── Data records ──

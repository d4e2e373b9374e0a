//! Server configuration.

use axum::http::{header, HeaderValue, Method};
use tower_http::cors::{AllowOrigin, CorsLayer};

use noteai_core::defaults;

/// Process-level settings read once at startup.
#[derive(Debug, Clone)]
pub struct ServerConfig {
    pub host: String,
    pub port: u16,
    /// PostgreSQL URL. `None` runs on the in-memory store.
    pub database_url: Option<String>,
    /// Apply `migrations/` before serving.
    pub run_migrations: bool,
    /// Allowed CORS origins. `None` allows any origin.
    pub cors_origins: Option<Vec<HeaderValue>>,
}

impl Default for ServerConfig {
    fn default() -> Self {
        Self {
            host: defaults::HOST.to_string(),
            port: defaults::PORT,
            database_url: None,
            run_migrations: false,
            cors_origins: None,
        }
    }
}

impl ServerConfig {
    /// Load from environment variables.
    ///
    /// - `HOST`, `PORT`
    /// - `DATABASE_URL`
    /// - `RUN_MIGRATIONS` ("true"/"1")
    /// - `CORS_ALLOWED_ORIGINS` (comma-separated)
    pub fn from_env() -> Self {
        let defaults = Self::default();
        Self {
            host: std::env::var("HOST").unwrap_or(defaults.host),
            port: std::env::var("PORT")
                .ok()
                .and_then(|p| p.parse().ok())
                .unwrap_or(defaults.port),
            database_url: std::env::var("DATABASE_URL")
                .ok()
                .filter(|url| !url.trim().is_empty()),
            run_migrations: std::env::var("RUN_MIGRATIONS")
                .map(|v| v == "1" || v.eq_ignore_ascii_case("true"))
                .unwrap_or(false),
            cors_origins: std::env::var("CORS_ALLOWED_ORIGINS")
                .ok()
                .map(|s| parse_allowed_origins(&s))
                .filter(|origins| !origins.is_empty()),
        }
    }

    /// `host:port` to bind.
    pub fn bind_addr(&self) -> String {
        format!("{}:{}", self.host, self.port)
    }

    /// CORS layer for the configured origins.
    pub fn cors_layer(&self) -> CorsLayer {
        let layer = CorsLayer::new()
            .allow_methods([
                Method::GET,
                Method::POST,
                Method::PUT,
                Method::DELETE,
                Method::OPTIONS,
            ])
            .allow_headers([header::CONTENT_TYPE, header::ACCEPT])
            .max_age(std::time::Duration::from_secs(3600));

        match &self.cors_origins {
            Some(origins) => layer
                .allow_origin(AllowOrigin::list(origins.clone()))
                .allow_credentials(true),
            None => layer.allow_origin(AllowOrigin::any()),
        }
    }
}

/// Parse a comma-separated origin list, skipping blanks and invalid values.
pub fn parse_allowed_origins(raw: &str) -> Vec<HeaderValue> {
    raw.split(',')
        .filter_map(|s| {
            let trimmed = s.trim();
            if trimmed.is_empty() {
                return None;
            }
            match trimmed.parse::<HeaderValue>() {
                Ok(v) => Some(v),
                Err(e) => {
                    tracing::warn!("Invalid CORS origin '{}': {}", trimmed, e);
                    None
                }
            }
        })
        .collect()
}
//! Note change events and the broadcast bus that carries them.
//!
//! The editor workflow emits on the bus after every successful write; the
//! note list workflow subscribes and refetches. Subscribers are independent,
//! and emitting with no subscribers is a no-op.

use serde::Serialize;
use tokio::sync::broadcast;
use uuid::Uuid;

/// A change to the set of notes.
#[derive(Debug, Clone, PartialEq, Eq, Serialize)]
#[serde(tag = "type")]
pub enum NoteEvent {
    /// A note was created or updated.
    Saved {
        note_id: Uuid,
        created: bool,
        /// The write succeeded only after dropping summary/tags.
        metadata_dropped: bool,
    },
    /// A note was deleted.
    Deleted { note_id: Uuid },
}

impl NoteEvent {
    /// Dot-separated event type, used in logs.
    pub fn event_type(&self) -> &'static str {
        match self {
            NoteEvent::Saved { created: true, .. } => "note.created",
            NoteEvent::Saved { created: false, .. } => "note.updated",
            NoteEvent::Deleted { .. } => "note.deleted",
        }
    }

    pub fn note_id(&self) -> Uuid {
        match self {
            NoteEvent::Saved { note_id, .. } | NoteEvent::Deleted { note_id } => *note_id,
        }
    }
}

/// Broadcast bus for [`NoteEvent`]s.
#[derive(Debug, Clone)]
pub struct EventBus {
    tx: broadcast::Sender<NoteEvent>,
}

impl EventBus {
    /// Create a new event bus with the given buffer capacity.
    ///
    /// Recommended: 64 for an interactive session, 16 for tests.
    pub fn new(capacity: usize) -> Self {
        let (tx, _) = broadcast::channel(capacity);
        Self { tx }
    }

    /// Emit an event to all subscribers. Dropped silently if nobody listens.
    pub fn emit(&self, event: NoteEvent) {
        tracing::debug!(
            event_type = event.event_type(),
            note_id = %event.note_id(),
            subscriber_count = self.tx.receiver_count(),
            "EventBus emit"
        );
        let _ = self.tx.send(event);
    }

    /// Subscribe to receive events. Each subscriber gets its own independent stream.
    pub fn subscribe(&self) -> broadcast::Receiver<NoteEvent> {
        self.tx.subscribe()
    }

    /// Returns the number of active subscribers.
    pub fn subscriber_count(&self) -> usize {
        self.tx.receiver_count()
    }
}

impl Default for EventBus {
    fn default() -> Self {
        Self::new(64)
    }
}

#[cfg(test)]
mod tests {
    use super::*;

    #[tokio::test]
    async fn test_event_bus_emit_subscribe() {
        let bus = EventBus::new(16);
        let mut rx = bus.subscribe();

        bus.emit(NoteEvent::Saved {
            note_id: Uuid::nil(),
            created: true,
            metadata_dropped: false,
        });

        let event = rx.recv().await.unwrap();
        assert_eq!(event.event_type(), "note.created");
        assert_eq!(event.note_id(), Uuid::nil());
    }

    #[tokio::test]
    async fn test_event_bus_multiple_subscribers() {
        let bus = EventBus::new(16);
        let mut rx1 = bus.subscribe();
        let mut rx2 = bus.subscribe();

        bus.emit(NoteEvent::Deleted {
            note_id: Uuid::nil(),
        });

        assert!(matches!(rx1.recv().await.unwrap(), NoteEvent::Deleted { .. }));
        assert!(matches!(rx2.recv().await.unwrap(), NoteEvent::Deleted { .. }));
    }

    #[test]
    fn test_event_bus_no_subscribers_ok() {
        let bus = EventBus::new(16);
        bus.emit(NoteEvent::Deleted {
            note_id: Uuid::nil(),
        });
        assert_eq!(bus.subscriber_count(), 0);
    }

    #[test]
    fn test_event_json_serialization() {
        let event = NoteEvent::Saved {
            note_id: Uuid::nil(),
            created: false,
            metadata_dropped: true,
        };
        let json = serde_json::to_string(&event).unwrap();
        assert!(json.contains(r#""type":"Saved""#));
        assert!(json.contains(r#""metadata_dropped":true"#));
        assert_eq!(event.event_type(), "note.updated");
    }
}
//! Health check.

use axum::extract::State;
use axum::Json;
use serde::{Deserialize, Serialize};
use utoipa::ToSchema;

use crate::AppState;

#[derive(Debug, Serialize, Deserialize, ToSchema)]
pub struct HealthResponse {
    pub status: String,
    pub version: String,
    /// Whether an AI provider key is configured.
    pub enrichment_configured: bool,
}

#[utoipa::path(get, path = "/health", tag = "System",
    responses((status = 200, description = "Service is healthy", body = HealthResponse)))]
pub async fn health_check(State(state): State<AppState>) -> Json<HealthResponse> {
    Json(HealthResponse {
        status: "healthy".to_string(),
        version: env!("CARGO_PKG_VERSION").to_string(),
        enrichment_configured: state.enricher.is_some(),
    })
}
//! Note list session.
//!
//! Holds the notes currently shown, newest first. Deletes update the local
//! copy without a refetch; saves announced on the [`EventBus`] trigger a full
//! refetch.

use tokio::sync::broadcast::{self, error::TryRecvError};
use tracing::{debug, warn};
use uuid::Uuid;

use noteai_core::{EventBus, Note, NoteEvent, NoteRepository, Result};

pub struct NoteList<R> {
    repo: R,
    notes: Vec<Note>,
}

impl<R: NoteRepository> NoteList<R> {
    pub fn new(repo: R) -> Self {
        Self {
            repo,
            notes: Vec::new(),
        }
    }

    /// Subscribe to note events for [`NoteList::drain_events`].
    pub fn watch(bus: &EventBus) -> broadcast::Receiver<NoteEvent> {
        bus.subscribe()
    }

    /// Notes as of the last fetch, newest first.
    pub fn notes(&self) -> &[Note] {
        &self.notes
    }

    /// Load every note. On failure the current list is kept.
    pub async fn fetch(&mut self) -> Result<&[Note]> {
        self.notes = self.repo.list().await?;
        debug!(
            subsystem = "workflow",
            component = "note_list",
            result_count = self.notes.len(),
            "Note list fetched"
        );
        Ok(&self.notes)
    }

    /// Delete one note and drop it from the local list. On failure the list
    /// is unchanged.
    pub async fn delete(&mut self, id: Uuid) -> Result<()> {
        self.repo.delete(id).await?;
        self.notes.retain(|n| n.id != id);
        Ok(())
    }

    /// React to one event. Returns true when the list was refetched.
    pub async fn handle_event(&mut self, event: &NoteEvent) -> Result<bool> {
        match event {
            NoteEvent::Saved { .. } => {
                self.fetch().await?;
                Ok(true)
            }
            NoteEvent::Deleted { note_id } => {
                self.notes.retain(|n| n.id != *note_id);
                Ok(false)
            }
        }
    }

    /// Apply every pending event without waiting. Refetches at most once.
    /// Returns the number of events consumed.
    pub async fn drain_events(&mut self, rx: &mut broadcast::Receiver<NoteEvent>) -> Result<usize> {
        let mut consumed = 0;
        let mut refetch = false;
        loop {
            match rx.try_recv() {
                Ok(NoteEvent::Saved { .. }) => {
                    consumed += 1;
                    refetch = true;
                }
                Ok(event) => {
                    consumed += 1;
                    self.handle_event(&event).await?;
                }
                Err(TryRecvError::Lagged(skipped)) => {
                    warn!(
                        subsystem = "workflow",
                        component = "note_list",
                        skipped,
                        "Note events lagged, refetching"
                    );
                    refetch = true;
                }
                Err(TryRecvError::Empty) | Err(TryRecvError::Closed) => break,
            }
        }
        if refetch {
            self.fetch().await?;
        }
        Ok(consumed)
    }
}
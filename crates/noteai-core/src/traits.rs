//! Core traits for NoteAI abstractions.
//!
//! These traits define the interfaces that concrete implementations
//! must satisfy, enabling pluggable backends and testability.

use async_trait::async_trait;
use uuid::Uuid;

use crate::error::{ProviderError, Result};
use crate::models::*;

// =============================================================================
// NOTE REPOSITORY TRAITS
// =============================================================================

/// Repository for note CRUD operations.
///
/// Implementations must report a write that references the missing optional
/// `summary`/`tags` columns as [`crate::Error::SchemaMismatch`], so callers
/// never depend on a particular store's error vocabulary.
#[async_trait]
pub trait NoteRepository: Send + Sync {
    /// Insert a new note and return it with its store-assigned fields.
    async fn insert(&self, req: SaveNoteRequest) -> Result<Note>;

    /// Replace title/content (and enrichment, when present) of an existing note.
    async fn update(&self, id: Uuid, req: SaveNoteRequest) -> Result<Note>;

    /// Delete a note. Deleting an id that does not exist succeeds.
    async fn delete(&self, id: Uuid) -> Result<()>;

    /// Fetch a single note.
    async fn fetch(&self, id: Uuid) -> Result<Note>;

    /// All notes, newest first.
    async fn list(&self) -> Result<Vec<Note>>;
}

// =============================================================================
// INFERENCE TRAITS
// =============================================================================

/// A generative-AI provider addressed by model identifier.
#[async_trait]
pub trait GenerationProvider: Send + Sync {
    /// Generate a text response for `prompt` using `model`.
    async fn generate(&self, model: &str, prompt: &str)
        -> std::result::Result<String, ProviderError>;

    /// Provider name for logs.
    fn provider_name(&self) -> &str;
}

/// Produces summary and tags for note content.
#[async_trait]
pub trait Enricher: Send + Sync {
    async fn enrich(&self, content: &str) -> Result<Enrichment>;
}

#[async_trait]
impl<T: NoteRepository + ?Sized> NoteRepository for std::sync::Arc<T> {
    async fn insert(&self, req: SaveNoteRequest) -> Result<Note> {
        (**self).insert(req).await
    }

    async fn update(&self, id: Uuid, req: SaveNoteRequest) -> Result<Note> {
        (**self).update(id, req).await
    }

    async fn delete(&self, id: Uuid) -> Result<()> {
        (**self).delete(id).await
    }

    async fn fetch(&self, id: Uuid) -> Result<Note> {
        (**self).fetch(id).await
    }

    async fn list(&self) -> Result<Vec<Note>> {
        (**self).list().await
    }
}

#[async_trait]
impl<T: Enricher + ?Sized> Enricher for std::sync::Arc<T> {
    async fn enrich(&self, content: &str) -> Result<Enrichment> {
        (**self).enrich(content).await
    }
}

───

_The task_
An exact copy of the lines above, from the one containing "pub fn watch(bus: &EventBus)" through the one containing "at most once.", is the whole of the answer.

_Written response_
    pub fn watch(bus: &EventBus) -> broadcast::Receiver<NoteEvent> {
        bus.subscribe()
    }

    /// Notes as of the last fetch, newest first.
    pub fn notes(&self) -> &[Note] {
        &self.notes
    }

    /// Load every note. On failure the current list is kept.
    pub async fn fetch(&mut self) -> Result<&[Note]> {
        self.notes = self.repo.list().await?;
        debug!(
            subsystem = "workflow",
            component = "note_list",
            result_count = self.notes.len(),
            "Note list fetched"
        );
        Ok(&self.notes)
    }

    /// Delete one note and drop it from the local list. On failure the list
    /// is unchanged.
    pub async fn delete(&mut self, id: Uuid) -> Result<()> {
        self.repo.delete(id).await?;
        self.notes.retain(|n| n.id != id);
        Ok(())
    }

    /// React to one event. Returns true when the list was refetched.
    pub async fn handle_event(&mut self, event: &NoteEvent) -> Result<bool> {
        match event {
            NoteEvent::Saved { .. } => {
                self.fetch().await?;
                Ok(true)
            }
            NoteEvent::Deleted { note_id } => {
                self.notes.retain(|n| n.id != *note_id);
                Ok(false)
            }
        }
    }

    /// Apply every pending event without waiting. Refetches at most once.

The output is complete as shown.